Another megastructure is an old staple of science fiction: the infamous Dyson sphere. A truly monumental construct, Dyson spheres are massive round structures built around a sun in order to completely envelop it, harvesting every single joule produced by the entrapped star but rendering its planetary system cold and lifeless. During the presentation, Daniel showed me the construction phases of a Dyson sphere, which had an estimated build time of five in-game years. Using multiple saves to take me to it’s completion, I was able to see the finished megastructures before our appointment (or the day) were over.
“It is a bit more endgame focused, which is something we felt was a bit lacking”, he told me.
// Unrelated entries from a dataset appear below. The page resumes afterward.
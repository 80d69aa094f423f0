//! Statistics over a written output file
//!
//! This module reads a CSV produced by [`CsvSink`](super::CsvSink) back into
//! records and summarizes it for display.

use crate::output::traits::{SinkError, SinkResult};
use crate::record::{Availability, Rating, Record, CSV_HEADER};
use rust_decimal::Decimal;
use std::collections::{BTreeMap, HashMap};
use std::path::Path;

/// Output file statistics summary
#[derive(Debug, Clone, Default)]
pub struct OutputStatistics {
    /// Number of data rows
    pub total_records: u64,

    /// Count of records by availability
    pub by_availability: HashMap<Availability, u64>,

    /// Count of records by rating
    pub by_rating: BTreeMap<Rating, u64>,

    pub min_price: Option<Decimal>,
    pub max_price: Option<Decimal>,
    pub mean_price: Option<Decimal>,
}

impl OutputStatistics {
    /// Builds statistics from records
    pub fn from_records(records: &[Record]) -> Self {
        let mut stats = Self {
            total_records: records.len() as u64,
            ..Self::default()
        };

        // None once the running sum leaves Decimal's range
        let mut total = Some(Decimal::ZERO);
        for record in records {
            *stats.by_availability.entry(record.availability).or_insert(0) += 1;
            *stats.by_rating.entry(record.rating).or_insert(0) += 1;

            stats.min_price = Some(stats.min_price.map_or(record.price, |p| p.min(record.price)));
            stats.max_price = Some(stats.max_price.map_or(record.price, |p| p.max(record.price)));
            total = total.and_then(|t| t.checked_add(record.price));
        }

        if !records.is_empty() {
            stats.mean_price = total
                .and_then(|t| t.checked_div(Decimal::from(records.len())))
                .map(|mean| mean.round_dp(2));
        }

        stats
    }
}

/// Reads an output file back into records
///
/// The header must match the column order the sink writes. Row errors carry
/// the line number they were found on.
pub fn read_records(path: &Path) -> SinkResult<Vec<Record>> {
    let mut reader = csv::Reader::from_path(path)?;

    let headers = reader.headers()?.clone();
    if !headers.iter().eq(CSV_HEADER.iter().copied()) {
        return Err(SinkError::Malformed {
            line: 1,
            message: format!("unexpected header: {:?}", headers),
        });
    }

    let mut records = Vec::new();
    for row in reader.records() {
        let row = row?;
        let line = row.position().map(|p| p.line()).unwrap_or_default();
        let record =
            Record::from_csv_row(&row).map_err(|message| SinkError::Malformed { line, message })?;
        records.push(record);
    }

    Ok(records)
}

/// Loads statistics from an output file
pub fn load_statistics(path: &Path) -> SinkResult<OutputStatistics> {
    let records = read_records(path)?;
    Ok(OutputStatistics::from_records(&records))
}

/// Prints statistics to stdout in a formatted manner
pub fn print_statistics(stats: &OutputStatistics) {
    println!("=== Output Statistics ===\n");

    println!("Overview:");
    println!("  Total records: {}", stats.total_records);
    println!();

    println!("Availability:");
    for availability in Availability::all() {
        let count = stats.by_availability.get(&availability).copied().unwrap_or(0);
        println!(
            "  {}: {} ({:.1}%)",
            availability,
            count,
            percentage(count, stats.total_records)
        );
    }
    println!();

    println!("Rating:");
    for (rating, count) in &stats.by_rating {
        println!(
            "  {}: {} ({:.1}%)",
            rating,
            count,
            percentage(*count, stats.total_records)
        );
    }
    println!();

    if let (Some(min), Some(max)) = (stats.min_price, stats.max_price) {
        println!("Price:");
        println!("  Min: {}", min);
        println!("  Max: {}", max);
        match stats.mean_price {
            Some(mean) => println!("  Mean: {}", mean),
            None => println!("  Mean: n/a (sum out of range)"),
        }
    }
}

fn percentage(count: u64, total: u64) -> f64 {
    if total == 0 {
        return 0.0;
    }
    (count as f64 / total as f64) * 100.0
}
Due to the massive logistical effort involved in those megastructures, I asked if the expansion’s main goal was endgame content. “No, we definitely want to give players a more meaningful experience through the game”, said Daniel, “and Utopia and the Banks update also adds new race features and social options for your races”.
The 1.5 Update, aka “Banks” (after famed Scottish sci-fi author Iain Banks), is a free update to Stellaris that brings with it a host of new features, in typical awesome Paradox fashion. Adding things like governmental Ethics skill trees, a reworked faction system, an unrest mechanic that affects planets and can spark rebellions, the ability to set Species Rights for individual species, terraforming barren planets, and more, the actual patch notes as of the time of publishing is ridiculously long. The Banks update adds the foundation for things found on Utopia, such as slavery and purge options, and helps flesh out the gameplay even for vanilla players.
The paid DLC options are a bit more extensive, with players able to create “hive-mind” races where every single individual is part of a single organism, giving it a whole mind-control vibe. Non hive-mind species can even be converted and assimilated into your civilisation, creating a galaxy-wide group of mindless drones. After your empire finds its footing in the galaxy, you will slowly gain access to Ascension Perks, the pinnacle of societal evolution: choosing from one of three different paths, you can choose if your civilisation shall be biological, psionic, or synthetic. Each path offers a myriad of options and drastically alters the way the game progresses after it’s effects start to take place -- synthetic races can become cyborgs and live virtually forever, while psionic races can access a higher dimension called “The Shroud” and find it’s way to enlightenment -- or bring destruction upon themselves.
“The Shroud is a separate dimension where beings of immense power live, but they’re not all bad”, Daniel tells me. “It’s a bit like The Warp from 40K, but without all the Chaos and demons -- the Shroud has some areas full of good things, other areas with more neutral things, and some areas where some evil things are”. Using developer commands, he speeds up the gameplay and shows me some things that might happen to species that try to access the Shroud and draw power from it, and an event pop-up shows a huge swirling cloudy void, abound with lightning and darkness. “That’s how I see the Shroud; like in that movie ‘Arrival’, where the aliens are behind a glass and you can see something moving, but you don’t know what it is”, Daniel says.
Paradox has a good track record of sincerely supporting their products post-launch and turning them into much more than they originally were, and if Utopia is the first step in that path, Stellaris is headed in a fantastic direction. The addition of major gameplay changes on the free patch, like Traditions and Ethics, alongside meaningful paid features on the DLC expansion demonstrate a desire to keep improving across the board. and that comes as a welcome relief in a world of day one patches and rushed sequels.
Stellaris: Utopia is out on the 6th of April, alongside the free 1.5 Banks update.